As the name already suggests, OER are open or free educational materials that can be used in many different ways. This post opens a new door, clarifies terms and provides information on where to find suitable resources and how to use them legally.
What are Open Educational Resources?
The term Open Educational Resources (OER) was first discussed at a UNESCO Forum in 2002. “Open Educational Resources (OER) are learning, teaching and research materials in any format and medium that reside in the public domain or are under copyright that have been released under an open license, that permit no-cost access, re-use, re-purpose, adaptation and redistribution by others. […] Open license refers to a license that respects the intellectual property rights of the copyright owner and provides permissions granting the public the rights to access, re-use, re-purpose, adapt and redistribute educational materials” (UNESCO, 2019; translation by editorial team).

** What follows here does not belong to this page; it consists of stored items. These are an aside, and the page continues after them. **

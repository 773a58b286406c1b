use std::fs::File;
use std::io::Read;
use std::path::Path;
use std::sync::Arc;

use crate::boundary::Boundary;
use crate::buffer::StreamBuffer;
use crate::field::read_text_value;
use crate::header::read_field_header;
use crate::spool::spool_file;
use crate::state::DecodeStage;
use crate::temp::{SystemTempStorage, TempStorage};
use crate::{constants, DecodeLimits, FormData, UploadedFile, Value};

/// Decodes `multipart/form-data` bodies from a blocking byte source.
///
/// Text fields are collected in memory; file fields are streamed to temp
/// storage and returned as [`UploadedFile`]s whose files the caller then owns.
/// A decoder holds configuration only, so one instance can serve any number of
/// sequential or concurrent decode calls.
///
/// # Examples
///
/// ```
/// use formdec::{DecodeLimits, MultipartDecoder};
///
/// let body = "--X-BOUNDARY\r\nContent-Disposition: form-data; name=\"my_text_field\"\r\n\r\nabcd\r\n--X-BOUNDARY--\r\n";
/// let decoder = MultipartDecoder::new(DecodeLimits::default());
///
/// let form = decoder
///     .decode(body.as_bytes(), "multipart/form-data; boundary=X-BOUNDARY", Some(body.len() as u64))
///     .unwrap();
///
/// assert_eq!(form.text("my_text_field"), Some("abcd"));
/// ```
pub struct MultipartDecoder {
    limits: DecodeLimits,
    read_size: usize,
    storage: Arc<dyn TempStorage + Send + Sync>,
}

impl MultipartDecoder {
    pub fn new(limits: DecodeLimits) -> MultipartDecoder {
        MultipartDecoder {
            limits,
            read_size: constants::DEFAULT_READ_SIZE,
            storage: Arc::new(SystemTempStorage::default()),
        }
    }

    /// Sets how many bytes are requested from the source per read. Values
    /// below 1 are treated as 1.
    pub fn with_read_size(mut self, read_size: usize) -> MultipartDecoder {
        self.read_size = read_size.max(1);
        self
    }

    /// Replaces the storage uploaded files are spooled to.
    pub fn with_temp_storage<T>(mut self, storage: T) -> MultipartDecoder
    where
        T: TempStorage + Send + Sync + 'static,
    {
        self.storage = Arc::new(storage);
        self
    }

    pub fn limits(&self) -> &DecodeLimits {
        &self.limits
    }

    /// Decodes the body read from `source`.
    ///
    /// The boundary is taken from `content_type` before anything is read.
    /// `content_length` is informational only; the boundaries alone frame the
    /// body. The source is dropped before this returns.
    pub fn decode<R: Read>(&self, source: R, content_type: &str, content_length: Option<u64>) -> crate::Result<FormData> {
        let boundary = Boundary::from_content_type(content_type)?;
        trace!(
            "decoding multipart body, boundary {:?}, declared length {:?}",
            String::from_utf8_lossy(boundary.delimiter()),
            content_length
        );

        self.decode_with_boundary(source, boundary)
    }

    /// Decodes the body read from `source` with an already parsed boundary
    /// token, as returned by [`parse_boundary`](crate::parse_boundary).
    pub fn decode_boundary<R: Read>(
        &self,
        source: R,
        boundary: &str,
        content_length: Option<u64>,
    ) -> crate::Result<FormData> {
        if boundary.is_empty() {
            return Err(crate::Error::MissingBoundary);
        }

        trace!("decoding multipart body, boundary {:?}, declared length {:?}", boundary, content_length);
        self.decode_with_boundary(source, Boundary::new(boundary))
    }

    /// Decodes a body stored at `path`.
    pub fn decode_path<P: AsRef<Path>>(
        &self,
        path: P,
        content_type: &str,
        content_length: Option<u64>,
    ) -> crate::Result<FormData> {
        let boundary = Boundary::from_content_type(content_type)?;
        let file = File::open(path.as_ref())?;
        trace!(
            "decoding multipart body from {}, declared length {:?}",
            path.as_ref().display(),
            content_length
        );

        self.decode_with_boundary(file, boundary)
    }

    fn decode_with_boundary<R: Read>(&self, source: R, boundary: Boundary) -> crate::Result<FormData> {
        let mut buffer = StreamBuffer::new(source, self.read_size);
        let mut form = FormData::new();

        match self.run(&mut buffer, &boundary, &mut form) {
            Ok(()) => {
                trace!("decoded {} fields, {} files seen", form.len(), form.file_count());
                Ok(form)
            }
            Err(err) => {
                trace!("multipart decoding failed: {}", err);
                for file in form.files() {
                    self.discard(file);
                }
                Err(err)
            }
        }
    }

    fn run<R: Read>(&self, buffer: &mut StreamBuffer<R>, boundary: &Boundary, form: &mut FormData) -> crate::Result<()> {
        let mut stage = DecodeStage::FindingFirstBoundary;

        loop {
            stage = match stage {
                DecodeStage::FindingFirstBoundary => {
                    let idx = buffer.read_until(boundary.delimiter())?;
                    if idx > 0 {
                        trace!("skipping {} bytes of preamble", idx);
                    }
                    buffer.consume_until(idx, 0);
                    DecodeStage::ScanningForMoreFields
                }
                DecodeStage::ScanningForMoreFields => {
                    if boundary.has_more_fields(buffer)? {
                        DecodeStage::ParsingHeader
                    } else {
                        DecodeStage::Done
                    }
                }
                DecodeStage::ParsingHeader => {
                    let field = read_field_header(buffer, boundary)?;
                    trace!("field '{}', file name {:?}", field.name, field.file_name);

                    if field.is_file() {
                        DecodeStage::SpoolingFile(field)
                    } else {
                        DecodeStage::ExtractingValue(field)
                    }
                }
                DecodeStage::ExtractingValue(field) => {
                    let value = read_text_value(buffer, boundary, &field, self.limits.max_field_size)?;
                    form.add_value(&field.name, Value::Text(value));
                    DecodeStage::ScanningForMoreFields
                }
                DecodeStage::SpoolingFile(field) => {
                    let file = spool_file(buffer, boundary, &field, self.limits.max_file_size, &*self.storage)?;

                    if form.file_count() < self.limits.max_file_count {
                        form.add_value(&field.name, Value::File(file));
                    } else {
                        trace!(
                            "dropping file field '{}', over the limit of {} files",
                            field.name,
                            self.limits.max_file_count
                        );
                        self.discard(&file);
                    }

                    form.record_file();
                    DecodeStage::ScanningForMoreFields
                }
                DecodeStage::Done => return Ok(()),
            };
        }
    }

    fn discard(&self, file: &UploadedFile) {
        if let Some(path) = file.path() {
            if let Err(err) = self.storage.remove(path) {
                warn!("failed to remove temp file {}: {}", path.display(), err);
            }
        }
    }
}

impl Default for MultipartDecoder {
    fn default() -> Self {
        MultipartDecoder::new(DecodeLimits::default())
    }
}

#[cfg(test)]
mod tests {
    use super::*;
    use crate::UploadError;
    use std::fs;
    use std::path::PathBuf;

    const CONTENT_TYPE: &str = "multipart/form-data; boundary=B";

    fn scratch_storage(name: &str) -> SystemTempStorage {
        let dir = std::env::temp_dir().join(format!("formdec-multipart-{}-{}", name, std::process::id()));
        let _ = fs::remove_dir_all(&dir);
        fs::create_dir_all(&dir).unwrap();
        SystemTempStorage::in_dir(dir)
    }

    fn entries(dir: &Path) -> Vec<PathBuf> {
        fs::read_dir(dir).unwrap().map(|entry| entry.unwrap().path()).collect()
    }

    #[test]
    fn test_decode_text_field() {
        let body = "--B\r\nContent-Disposition: form-data; name=\"a\"\r\n\r\nvalue1\r\n--B--\r\n";
        let form = MultipartDecoder::default()
            .decode(body.as_bytes(), CONTENT_TYPE, None)
            .unwrap();

        assert_eq!(form.len(), 1);
        assert_eq!(form.get("a"), Some(&Value::Text("value1".to_owned())));
        assert_eq!(form.file_count(), 0);
    }

    #[test]
    fn test_decode_empty_body() {
        let form = MultipartDecoder::default()
            .decode(&b"--B--\r\n"[..], CONTENT_TYPE, None)
            .unwrap();
        assert!(form.is_empty());
    }

    #[test]
    fn test_decode_skips_preamble() {
        let body = "This is a preamble.\r\n--B\r\nContent-Disposition: form-data; name=\"a\"\r\n\r\nx\r\n--B--";
        let form = MultipartDecoder::default()
            .with_read_size(3)
            .decode(body.as_bytes(), CONTENT_TYPE, None)
            .unwrap();
        assert_eq!(form.text("a"), Some("x"));
    }

    #[test]
    fn test_empty_file_name_is_text() {
        let body = "--B\r\nContent-Disposition: form-data; name=\"a\"; filename=\"\"\r\n\r\nplain\r\n--B--\r\n";
        let form = MultipartDecoder::default()
            .decode(body.as_bytes(), CONTENT_TYPE, None)
            .unwrap();

        assert_eq!(form.text("a"), Some("plain"));
        assert_eq!(form.file_count(), 0);
    }

    #[test]
    fn test_decode_boundary() {
        let body = "--B\r\nContent-Disposition: form-data; name=\"a\"\r\n\r\nx\r\n--B--\r\n";
        let form = MultipartDecoder::default()
            .decode_boundary(body.as_bytes(), "B", None)
            .unwrap();
        assert_eq!(form.text("a"), Some("x"));

        let result = MultipartDecoder::default().decode_boundary(body.as_bytes(), "", None);
        assert_eq!(result, Err(crate::Error::MissingBoundary));
    }

    #[test]
    fn test_missing_boundary_reads_nothing() {
        struct Untouchable;

        impl Read for Untouchable {
            fn read(&mut self, _: &mut [u8]) -> std::io::Result<usize> {
                panic!("source must not be read");
            }
        }

        let result = MultipartDecoder::default().decode(Untouchable, "multipart/form-data", None);
        assert_eq!(result, Err(crate::Error::MissingBoundary));
    }

    #[test]
    fn test_count_limit_removes_dropped_files() {
        let storage = scratch_storage("count");
        let dir = storage.dir().to_owned();
        let body = "--B\r\nContent-Disposition: form-data; name=\"f\"; filename=\"1.txt\"\r\n\r\none\r\n\
                    --B\r\nContent-Disposition: form-data; name=\"f\"; filename=\"2.txt\"\r\n\r\ntwo\r\n--B--\r\n";

        let form = MultipartDecoder::new(DecodeLimits::new().max_file_count(1))
            .with_temp_storage(storage)
            .decode(body.as_bytes(), CONTENT_TYPE, None)
            .unwrap();

        assert_eq!(form.file_count(), 2);
        assert_eq!(form.files().len(), 1);

        let file = form.file("f").unwrap();
        assert_eq!(file.file_name(), "1.txt");
        assert_eq!(entries(&dir), vec![file.path().unwrap().to_owned()]);

        fs::remove_dir_all(&dir).unwrap();
    }

    #[test]
    fn test_error_removes_earlier_files() {
        let storage = scratch_storage("error");
        let dir = storage.dir().to_owned();
        let body = "--B\r\nContent-Disposition: form-data; name=\"f\"; filename=\"1.txt\"\r\n\r\none\r\n\
                    --B\r\nContent-Disposition: form-data; name=\"g\"; filename=\"2.txt\"\r\n\r\ntw";

        let result = MultipartDecoder::default()
            .with_temp_storage(storage)
            .decode(body.as_bytes(), CONTENT_TYPE, None);

        assert_eq!(result, Err(crate::Error::Truncated));
        assert!(entries(&dir).is_empty());

        fs::remove_dir_all(&dir).unwrap();
    }

    #[test]
    fn test_decode_path() {
        let storage = scratch_storage("path");
        let dir = storage.dir().to_owned();
        let body_path = std::env::temp_dir().join(format!("formdec-body-{}.bin", std::process::id()));
        fs::write(
            &body_path,
            "--B\r\nContent-Disposition: form-data; name=\"f\"; filename=\"empty.bin\"\r\n\r\n\r\n--B--\r\n",
        )
        .unwrap();

        let form = MultipartDecoder::default()
            .with_temp_storage(storage)
            .decode_path(&body_path, CONTENT_TYPE, None)
            .unwrap();

        let file = form.file("f").unwrap();
        assert_eq!(file.error(), UploadError::NoFile);
        assert!(entries(&dir).is_empty());

        fs::remove_file(&body_path).unwrap();
        fs::remove_dir_all(&dir).unwrap();

        let missing = MultipartDecoder::default().decode_path(&body_path, CONTENT_TYPE, None);
        assert!(matches!(missing, Err(crate::Error::IoFailure(_))));
    }
}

In a nutshell, OER are understood to be educational resources of any kind that are freely available and under an open licence. Educators and learners can thereby use, share and modify these materials free of charge without asking the copyright owner.
Examples of Open Educational Resources in higher education include recordings of lectures, exercises, worksheets, presentations, interactive quizzes, entire online courses or specific course modules, graphics, tables and simulations. OER are not subject to any restrictions regarding media, but are generally stored digitally, mostly online.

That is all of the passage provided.